I don't think anybody wants to see you guys get hurt.


----------



## ghost95 (May 4, 2009)

Doesn't matter how many strobes and flags and reflective whatzits a kayak has, if the dumbass behind the wheel of a power boat is looking aft and bullshitting with his buddies, or screwing around on a phone, he won't see the kayak.

Kayaks...Try and be visible. 

Powerboats...Put down the beer, or phone, or whatever has you distracted, keep a sharp lookout and act accordingly. You are responsible for your wake. If you kill one of these guys you'll be the one at fault. You're probably on camera already. Everybody knows Yakers love to film themselves.


----------



## jvalhenson (May 14, 2008)

Try'n Hard said:


> wow! there ya go - whats really wrong with the world


really??? So saying that everyone should be responsible for themselves and use some common sense on where they go in a kayak is whats wrong with the world. Very clearly said that we avoid them as much as possible but sorry they do not own the water even though they act like they do(some of them.) We always watch where we are going and keep a look out and operate safely around them and I am not talking about what happened in this case with people running blindly that is of absurd. But it is just as absurd to paddle out in a busy channel and expect every boat that comes by to bend to your will. You put yourself in those areas be prepared to deal with it. I compare it to riding a bicycle on the interstate. There is a reason they are not allowed there.....bc it is ridiculously dangerous.....just like a kayak in a busy channel. My opinion what is wrong with the world......wrong......it is the thought that oh I can go do whatever I want and take no responsibility for what happens me that is wrong with the world.


----------



## sureicanfish (Sep 30, 2007)

A busy channel is one thing but kayakers and boats go all over. Snapper season is close and the near shore wrecks will be covered with yaks and boats. Is that to say the route to any popular fishing hole is a "busy channel"? And how dare they go where boats go? Personally, I'm happy to slow down or go way around a smaller boat, which is what a kayak is... it's a quick turn of the wheel to give someone extra berth, no biggie.

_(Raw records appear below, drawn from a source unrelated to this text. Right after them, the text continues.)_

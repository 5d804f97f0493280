//! Sample rate conversion
//!
//! Uses linear interpolation. Good enough for voice and for bridging
//! slightly different device rates; not a mastering-grade converter.

use std::sync::Arc;

use parking_lot::Mutex;

use crate::buffer::SampleRingBuffer;
use crate::error::{AudioError, Result};
use crate::format::AudioFormat;
use crate::graph::AudioGraph;
use crate::node::{AudioNode, AudioSource, AudioTarget, NodeCore, ReadResult};
use crate::nodes::pipe_ports;
use crate::port::{InputPort, OutputPort};

const FRAC_EPSILON: f64 = 1e-9;
const PRODUCE_CHUNK_FRAMES: usize = 256;

struct Interpolator {
    channels: usize,
    /// Input frames still needed for interpolation.
    pending: SampleRingBuffer,
    /// Fractional position of the next output frame, relative to the
    /// oldest pending frame.
    position: f64,
    /// Input frames per output frame.
    ratio: f64,
}

impl Interpolator {
    fn admit(&mut self, samples: &[f32]) {
        self.pending.write(samples);
    }

    fn produce(&mut self, out: &mut [f32], drain: bool) -> usize {
        let channels = self.channels;
        let frames = out.len() / channels;
        let available = self.pending.available();
        let mut n = 0;
        while n < frames {
            let i = self.position.floor() as usize;
            let frac = self.position - i as f64;
            let ready = if drain || frac < FRAC_EPSILON {
                i < available
            } else {
                i + 1 < available
            };
            if !ready {
                break;
            }
            for c in 0..channels {
                let y1 = self.pending.sample(i, c);
                let y2 = if i + 1 < available {
                    self.pending.sample(i + 1, c)
                } else {
                    y1
                };
                out[n * channels + c] = y1 + (y2 - y1) * frac as f32;
            }
            n += 1;
            self.position += self.ratio;
        }

        let consumed = (self.position.floor() as usize).min(available);
        self.pending.skip(consumed);
        self.position -= consumed as f64;
        n
    }

    fn exhausted(&self) -> bool {
        self.position.floor() as usize >= self.pending.available()
    }
}

struct ResamplerState {
    interp: Interpolator,
    /// Produced frames not yet accepted downstream (push mode).
    out_pending: SampleRingBuffer,
    upstream_done: bool,
    /// Reused for input pulls and push-mode production.
    scratch: Vec<f32>,
}

impl ResamplerState {
    fn produce_pending(&mut self, drain: bool) {
        let channels = self.interp.channels;
        self.scratch.clear();
        self.scratch.resize(PRODUCE_CHUNK_FRAMES * channels, 0.0);
        loop {
            let n = self.interp.produce(&mut self.scratch, drain);
            self.out_pending.write(&self.scratch[..n * channels]);
            if n < PRODUCE_CHUNK_FRAMES {
                break;
            }
        }
    }
}

/// Pipe converting between two sample rates with the same channel layout.
///
/// The node's [`format`](AudioNode::format) is the output format; the input
/// side expects [`input_format`](AudioTarget::input_format).
pub struct Resampler {
    core: NodeCore,
    input: InputPort,
    output: OutputPort,
    input_format: AudioFormat,
    state: Mutex<ResamplerState>,
}

impl Resampler {
    pub fn new(
        graph: &Arc<AudioGraph>,
        name: &str,
        input_format: AudioFormat,
        output_format: AudioFormat,
    ) -> Result<Arc<Self>> {
        input_format.validate()?;
        if input_format.layout() != output_format.layout() {
            return Err(AudioError::invalid_argument(format!(
                "resampler cannot change layout ({} -> {})",
                input_format.layout(),
                output_format.layout()
            )));
        }
        let core = NodeCore::new(graph, name, output_format)?;
        let channels = output_format.channels();
        let ratio = input_format.sample_rate_hz() as f64 / output_format.sample_rate_hz() as f64;
        Ok(Arc::new_cyclic(|me| {
            let (input, output) = pipe_ports(me);
            Self {
                core,
                input,
                output,
                input_format,
                state: Mutex::new(ResamplerState {
                    interp: Interpolator {
                        channels,
                        pending: SampleRingBuffer::new(channels, 1024),
                        position: 0.0,
                        ratio,
                    },
                    out_pending: SampleRingBuffer::new(channels, 1024),
                    upstream_done: false,
                    scratch: Vec::new(),
                }),
            }
        }))
    }

    /// Input frames consumed per output frame.
    pub fn ratio(&self) -> f64 {
        self.state.lock().interp.ratio
    }

    fn emit_pending(&self) -> Result<()> {
        let pending = {
            let state = self.state.lock();
            let mut pending = vec![0.0; state.out_pending.available() * self.core.channels()];
            state.out_pending.peek(&mut pending);
            pending
        };
        if pending.is_empty() {
            return Ok(());
        }
        let accepted = self.output.write(&pending)?;
        self.state.lock().out_pending.skip(accepted);
        Ok(())
    }
}

impl AudioNode for Resampler {
    fn core(&self) -> &NodeCore {
        &self.core
    }

    fn as_source(&self) -> Option<&dyn AudioSource> {
        Some(self)
    }

    fn as_target(&self) -> Option<&dyn AudioTarget> {
        Some(self)
    }
}

impl AudioSource for Resampler {
    fn output(&self) -> &OutputPort {
        &self.output
    }

    fn read_samples(&self, buffer: &mut [f32]) -> Result<ReadResult> {
        let channels = self.core.channels();
        let frames = buffer.len() / channels;
        let mut produced = 0;
        let mut scratch = std::mem::take(&mut self.state.lock().scratch);

        let pulled = loop {
            let (done, ratio) = {
                let mut state = self.state.lock();
                let done = state.upstream_done;
                produced += state.interp.produce(&mut buffer[produced * channels..], done);
                (done, state.interp.ratio)
            };
            if produced == frames || done {
                break Ok(());
            }

            let wanted = ((frames - produced) as f64 * ratio).ceil() as usize + 2;
            scratch.clear();
            scratch.resize(wanted * channels, 0.0);
            match self.input.read(&mut scratch) {
                Ok(ReadResult::Read(n)) => self.state.lock().interp.admit(&scratch[..n * channels]),
                Ok(ReadResult::Finished) => self.state.lock().upstream_done = true,
                Ok(ReadResult::Empty) => break Ok(()),
                Err(err) => break Err(err),
            }
        };
        self.state.lock().scratch = scratch;
        pulled?;

        if produced > 0 {
            return Ok(ReadResult::Read(produced));
        }
        let state = self.state.lock();
        if state.upstream_done && state.interp.exhausted() {
            Ok(ReadResult::Finished)
        } else {
            Ok(ReadResult::Empty)
        }
    }
}

impl AudioTarget for Resampler {
    fn input(&self) -> &InputPort {
        &self.input
    }

    fn input_format(&self) -> AudioFormat {
        self.input_format
    }

    fn write_samples(&self, buffer: &[f32]) -> Result<usize> {
        self.output.ensure_connected()?;
        {
            let mut state = self.state.lock();
            state.interp.admit(buffer);
            state.produce_pending(false);
        }
        self.emit_pending()?;
        Ok(buffer.len() / self.input_format.channels())
    }

    fn flush_samples(&self) -> Result<()> {
        self.state.lock().produce_pending(true);
        self.emit_pending()?;
        self.output.flush()
    }

    fn on_upstream_finished(&self) -> Result<()> {
        self.state.lock().upstream_done = true;
        if !self.output.is_connected() {
            return Ok(());
        }
        self.state.lock().produce_pending(true);
        self.emit_pending()?;
        self.output.notify_finished()
    }
}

When I was a yakker, I did like try'n and assumed every captain was either drunk or had something against kayakers.


----------



## jvalhenson (May 14, 2008)

Never said kayaks cannot be on the water. I said IMO they do not belong in areas of heavy boat traffic and personally I do not consider them a safe way to go in open water. Again that is an opinion. People take those 12ft yaks in places they say a 16 ft boat has no business going. That's the type places I'm talking about which I thought I made very clear. Also made it very clear we avoid them as much as possible but if they choose to paddle around an area of heavy boat traffic why should they expect anything other than boaters maintaining safe operation around them? Really don't see how a kayak deserves any more consideration in THOSE areas than any other boat. Again not talking small water I'm talking about those that choose to go into heavy traffic areas then expect everyone bow to their will. Sorry if you choose to be in those places you are another boater be responsible for yourself and stop with the Me me me go around me avoid me me me attitudes. Like I said there's a reason bicycles are not allowed on the interstate. Common sense is sadly a dying thing in all areas.


----------



## Try'n Hard (Oct 23, 2008)

jvalhenson said:


> they sure seem to love to get right in the middle of where boats have to go so sorry if you do not like it but I am not coming off plane or whatever to stop and let a yak cross a busy channel. You roll the dice and go into those kind of places be prepared to deal with boat wakes. You put yourself there you are just another boater and should be treated as such. .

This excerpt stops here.